En avril 2012, vous vous retrouvez tous les deux dans une boîte à Manchester, et ça dégénère…
À l’époque, je jouais à Doncaster, j’avais oublié l’embrouille avec Anton, j’étais passé à autre chose. D’abord, parce que Rio, c’était mon gars. On se voyait à Singapour, on sortait ensemble. Mais ce soir-là, après être allé au restaurant avec ma femme Valérie, je sors en boîte. Et qui je croise au Circle Bar ? Son petit frère. Il était avec neuf de ses potes. Je ne l’ai pas calculé. Ça a dû l’énerver, il est venu me tester. Je suis un homme, je sais me défendre. S’il y a un fou qui vient faire le fou, je vais lui montrer que je suis plus fou que lui. J’ai demandé à ma femme de sortir. Le premier de ses potes qui s’est approché un peu trop près de moi est reparti en courant. Vu que j’étais en train de boire du champagne, j’ai cassé mon verre et je les ai attaqués. J’en ai touché un à la gorge, le gars pissait le sang, il y en avait partout. En voyant ce que je lui ai mis, Anton a fui. Je suis resté, j’ai attendu la police. Ils ont regardé les caméras de surveillance, ils ont vu que je m’étais fait embrouiller à un contre neuf. J’en suis sorti indemne, avec une journée de garde à vue. Depuis, la boîte ne sert plus que des verres en plastique.
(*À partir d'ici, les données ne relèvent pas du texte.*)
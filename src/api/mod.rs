use axum::{
    Router,
    extract::{Json, Query},
    http::{StatusCode, header},
    response::{IntoResponse, Response},
    routing::get,
};
use clap::{Args, Parser, Subcommand};
use serde::{Deserialize, Serialize};
use std::net::SocketAddr;
use std::path::{Path, PathBuf};
use tokio::net::TcpListener;
use tracing::{info, warn};

use crate::core::{
    CellResult, DEFAULT_RATIO, GlobalParameters, ProfitabilityMatrix, SimulationResult,
    YearSummary, run_simulation,
};

const DEFAULT_PORT: u16 = 8080;

#[derive(Parser, Debug)]
#[command(
    name = "aga",
    about = "Cash bonus to free share (AGA) substitution simulator: grant value, IFRS cost, cash savings"
)]
pub struct Cli {
    #[command(subcommand)]
    command: Command,
}

#[derive(Subcommand, Debug)]
enum Command {
    #[command(about = "Serve the JSON simulation API")]
    Serve {
        #[arg(default_value_t = DEFAULT_PORT)]
        port: u16,
    },
    #[command(about = "Run one simulation pass and print the result as JSON")]
    Simulate(SimulateArgs),
}

#[derive(Args, Debug, Clone)]
struct SimulateArgs {
    #[arg(
        long,
        help = "Number of agents; defaults to the profitability file rows, else 6"
    )]
    agent_count: Option<u32>,
    #[arg(
        long,
        help = "Number of simulated years; defaults to the profitability file columns, else 5"
    )]
    year_count: Option<u32>,
    #[arg(long, default_value_t = 100_000.0, help = "Gross variable pay forgone per agent")]
    gross_foregone_amount: f64,
    #[arg(
        long,
        default_value_t = 0.3,
        help = "Profitability ratio at or below which no bonus multiplier applies"
    )]
    profitability_threshold: f64,
    #[arg(long, default_value_t = 10.0)]
    share_price: f64,
    #[arg(long, default_value_t = 0.40)]
    employer_charge_rate_on_cash: f64,
    #[arg(long, default_value_t = 0.30)]
    employer_charge_rate_on_grant: f64,
    #[arg(long, default_value_t = 0.25, help = "Corporate income tax (IS) rate")]
    corporate_tax_rate: f64,
    #[arg(long, default_value_t = 0.45, help = "Marginal personal income tax (IRPP) rate")]
    personal_tax_rate: f64,
    #[arg(long, default_value_t = 2)]
    vesting_years: u32,
    #[arg(
        long,
        default_value_t = DEFAULT_RATIO,
        help = "Ratio seeded into every cell when no profitability file is given"
    )]
    default_ratio: f64,
    #[arg(long, help = "JSON file of profitability rows, one array of ratios per agent")]
    profitability_file: Option<PathBuf>,
    #[arg(
        long = "set",
        value_name = "AGENT:YEAR=RATIO",
        value_parser = parse_cell_edit,
        help = "Override one cell, may be repeated"
    )]
    edits: Vec<CellEdit>,
    #[arg(long)]
    pretty: bool,
}

#[derive(Copy, Clone, Debug, PartialEq, Deserialize)]
#[serde(rename_all = "camelCase")]
struct CellEdit {
    agent_id: u32,
    year: u32,
    ratio: f64,
}

fn parse_cell_edit(raw: &str) -> Result<CellEdit, String> {
    let usage = || format!("expected AGENT:YEAR=RATIO, got '{raw}'");
    let (cell, ratio) = raw.split_once('=').ok_or_else(usage)?;
    let (agent_id, year) = cell.split_once(':').ok_or_else(usage)?;
    Ok(CellEdit {
        agent_id: agent_id.trim().parse().map_err(|_| usage())?,
        year: year.trim().parse().map_err(|_| usage())?,
        ratio: ratio.trim().parse().map_err(|_| usage())?,
    })
}

#[derive(Debug, Default, Deserialize)]
#[serde(default, rename_all = "camelCase")]
struct ParameterPayload {
    agent_count: Option<u32>,
    year_count: Option<u32>,
    gross_foregone_amount: Option<f64>,
    profitability_threshold: Option<f64>,
    share_price: Option<f64>,
    employer_charge_rate_on_cash: Option<f64>,
    employer_charge_rate_on_grant: Option<f64>,
    corporate_tax_rate: Option<f64>,
    personal_tax_rate: Option<f64>,
    vesting_years: Option<u32>,
    default_ratio: Option<f64>,
}

#[derive(Debug, Default, Deserialize)]
#[serde(default, rename_all = "camelCase")]
struct SimulatePayload {
    #[serde(flatten)]
    parameters: ParameterPayload,
    profitability: Option<Vec<Vec<f64>>>,
    edits: Vec<CellEdit>,
}

#[derive(Debug)]
struct SimulationRequest {
    params: GlobalParameters,
    matrix: ProfitabilityMatrix,
}

#[derive(Debug, Serialize)]
#[serde(rename_all = "camelCase")]
struct SimulateResponse {
    matrix_version: u64,
    parameters: GlobalParameters,
    profitability: Vec<Vec<f64>>,
    cells: Vec<CellResult>,
    year_summaries: Vec<YearSummary>,
}

#[derive(Debug, Serialize)]
#[serde(rename_all = "camelCase")]
struct DefaultsResponse {
    parameters: GlobalParameters,
    default_ratio: f64,
}

#[derive(Debug, Serialize)]
struct ErrorResponse {
    error: String,
}

pub async fn run(cli: Cli) -> Result<(), String> {
    match cli.command {
        Command::Serve { port } => run_http_server(port)
            .await
            .map_err(|e| format!("Server error: {e}")),
        Command::Simulate(args) => {
            let rows = args
                .profitability_file
                .as_deref()
                .map(read_profitability_file)
                .transpose()?;
            let request = build_request(&args, rows.as_deref(), &args.edits)?;
            let result =
                run_simulation(&request.params, &request.matrix).map_err(|e| e.to_string())?;
            let response = build_simulate_response(request, result);
            let output = if args.pretty {
                serde_json::to_string_pretty(&response)
            } else {
                serde_json::to_string(&response)
            }
            .map_err(|e| format!("Failed to encode result: {e}"))?;
            println!("{output}");
            Ok(())
        }
    }
}

fn read_profitability_file(path: &Path) -> Result<Vec<Vec<f64>>, String> {
    let raw = std::fs::read_to_string(path)
        .map_err(|e| format!("Failed to read {}: {e}", path.display()))?;
    serde_json::from_str(&raw)
        .map_err(|e| format!("Invalid profitability JSON in {}: {e}", path.display()))
}

fn build_request(
    args: &SimulateArgs,
    rows: Option<&[Vec<f64>]>,
    edits: &[CellEdit],
) -> Result<SimulationRequest, String> {
    let defaults = GlobalParameters::default();
    let params = GlobalParameters {
        agent_count: args
            .agent_count
            .or_else(|| rows.map(|r| r.len() as u32))
            .unwrap_or(defaults.agent_count),
        year_count: args
            .year_count
            .or_else(|| rows.and_then(|r| r.first()).map(|row| row.len() as u32))
            .unwrap_or(defaults.year_count),
        gross_foregone_amount: args.gross_foregone_amount,
        profitability_threshold: args.profitability_threshold,
        share_price: args.share_price,
        employer_charge_rate_on_cash: args.employer_charge_rate_on_cash,
        employer_charge_rate_on_grant: args.employer_charge_rate_on_grant,
        corporate_tax_rate: args.corporate_tax_rate,
        personal_tax_rate: args.personal_tax_rate,
        vesting_years: args.vesting_years,
    };
    params.validate().map_err(|e| e.to_string())?;

    let mut matrix = match rows {
        Some(rows) => ProfitabilityMatrix::from_rows(rows),
        None => {
            ProfitabilityMatrix::filled(params.agent_count, params.year_count, args.default_ratio)
        }
    }
    .map_err(|e| e.to_string())?;

    for edit in edits {
        matrix
            .set(edit.agent_id, edit.year, edit.ratio)
            .map_err(|e| e.to_string())?;
    }

    Ok(SimulationRequest { params, matrix })
}

fn build_app() -> Router {
    Router::new()
        .route(
            "/api/simulate",
            get(simulate_get_handler).post(simulate_post_handler),
        )
        .route("/api/defaults", get(defaults_handler))
        .fallback(not_found_handler)
}

pub async fn run_http_server(port: u16) -> std::io::Result<()> {
    let addr = SocketAddr::from(([0, 0, 0, 0], port));
    let listener = TcpListener::bind(addr).await?;
    info!(%addr, "AGA simulation API listening");
    info!("Local access: http://127.0.0.1:{port}/api/simulate");

    axum::serve(listener, build_app()).await
}

async fn defaults_handler() -> Response {
    json_response(
        StatusCode::OK,
        DefaultsResponse {
            parameters: GlobalParameters::default(),
            default_ratio: DEFAULT_RATIO,
        },
    )
}

async fn not_found_handler() -> Response {
    error_response(StatusCode::NOT_FOUND, "Not found")
}

async fn simulate_get_handler(Query(parameters): Query<ParameterPayload>) -> Response {
    simulate_handler_impl(SimulatePayload {
        parameters,
        ..SimulatePayload::default()
    })
}

async fn simulate_post_handler(Json(payload): Json<SimulatePayload>) -> Response {
    simulate_handler_impl(payload)
}

fn simulate_handler_impl(payload: SimulatePayload) -> Response {
    let request = match api_request_from_payload(payload) {
        Ok(request) => request,
        Err(msg) => {
            warn!(error = %msg, "rejected simulation request");
            return error_response(StatusCode::BAD_REQUEST, &msg);
        }
    };

    match run_simulation(&request.params, &request.matrix) {
        Ok(result) => json_response(StatusCode::OK, build_simulate_response(request, result)),
        Err(e) => error_response(StatusCode::BAD_REQUEST, &e.to_string()),
    }
}

fn json_response<T: Serialize>(status: StatusCode, body: T) -> Response {
    let mut response = (status, Json(body)).into_response();
    response.headers_mut().insert(
        header::CACHE_CONTROL,
        "no-store".parse().expect("valid header"),
    );
    response
}

fn error_response(status: StatusCode, msg: &str) -> Response {
    json_response(
        status,
        ErrorResponse {
            error: msg.to_string(),
        },
    )
}

#[cfg(test)]
fn api_request_from_json(json: &str) -> Result<SimulationRequest, String> {
    let payload = serde_json::from_str::<SimulatePayload>(json)
        .map_err(|e| format!("Invalid API JSON payload: {e}"))?;
    api_request_from_payload(payload)
}

fn api_request_from_payload(payload: SimulatePayload) -> Result<SimulationRequest, String> {
    let mut args = default_args_for_api();
    let p = payload.parameters;

    args.agent_count = p.agent_count;
    args.year_count = p.year_count;
    if let Some(v) = p.gross_foregone_amount {
        args.gross_foregone_amount = v;
    }
    if let Some(v) = p.profitability_threshold {
        args.profitability_threshold = v;
    }
    if let Some(v) = p.share_price {
        args.share_price = v;
    }
    if let Some(v) = p.employer_charge_rate_on_cash {
        args.employer_charge_rate_on_cash = v;
    }
    if let Some(v) = p.employer_charge_rate_on_grant {
        args.employer_charge_rate_on_grant = v;
    }
    if let Some(v) = p.corporate_tax_rate {
        args.corporate_tax_rate = v;
    }
    if let Some(v) = p.personal_tax_rate {
        args.personal_tax_rate = v;
    }
    if let Some(v) = p.vesting_years {
        args.vesting_years = v;
    }
    if let Some(v) = p.default_ratio {
        args.default_ratio = v;
    }

    build_request(&args, payload.profitability.as_deref(), &payload.edits)
}

fn default_args_for_api() -> SimulateArgs {
    let defaults = GlobalParameters::default();
    SimulateArgs {
        agent_count: None,
        year_count: None,
        gross_foregone_amount: defaults.gross_foregone_amount,
        profitability_threshold: defaults.profitability_threshold,
        share_price: defaults.share_price,
        employer_charge_rate_on_cash: defaults.employer_charge_rate_on_cash,
        employer_charge_rate_on_grant: defaults.employer_charge_rate_on_grant,
        corporate_tax_rate: defaults.corporate_tax_rate,
        personal_tax_rate: defaults.personal_tax_rate,
        vesting_years: defaults.vesting_years,
        default_ratio: DEFAULT_RATIO,
        profitability_file: None,
        edits: Vec::new(),
        pretty: false,
    }
}

fn build_simulate_response(
    request: SimulationRequest,
    result: SimulationResult,
) -> SimulateResponse {
    SimulateResponse {
        matrix_version: result.matrix_version,
        profitability: request.matrix.rows(),
        parameters: request.params,
        cells: result.cells,
        year_summaries: result.year_summaries,
    }
}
En parlant de boîtes de nuit, à quoi ressemble une fête avec toi et Akon ?
Akon, c’est mon pote, quelqu’un qui a la tête sur les épaules, qui est très timide aussi. Il n’est pas fou comme 50 Cent. Il fait sa vie, il est très généreux et il fait beaucoup pour le Sénégal. Comme moi, il a été nommé ambassadeur itinérant. Quand il est à Dakar, on passe de bonnes soirées, mais pas trop car on est tous les deux mariés.
Tu n’as pas de problèmes avec les femmes ?
Je suis marié depuis vingt ans et toujours avec ma femme, Valérie. Alors non, je n’ai pas problèmes avec les femmes. Ce sont les femmes qui ont un problème avec moi. Mais c’est normal, je suis beau gosse. Je suis un golden boy, je n’ai pas besoin d’habits pour être beau. C’est ça, la différence avec Pharrell Williams.
Quelle trace penses-tu laisser à la postérité?
Même si ma carrière se termine, El Hadji Diouf n’a pas fini de faire parler de lui. Or, ce qui compte le plus dans la vie d’une personne, c’est sa fin. Après le El Hadji Diouf footballeur, vous allez découvrir le El-Hadji Diouf businessman et politicien ! À Saint-Louis, tout le monde m’attend, ils veulent que je devienne maire. Avec mon portefeuille et mes connaissances, je vais en faire une des plus belles villes d’Afrique. Je vais changer les choses pour mon pays. Football ou politique : tout ce que je fais, c’est incroyable.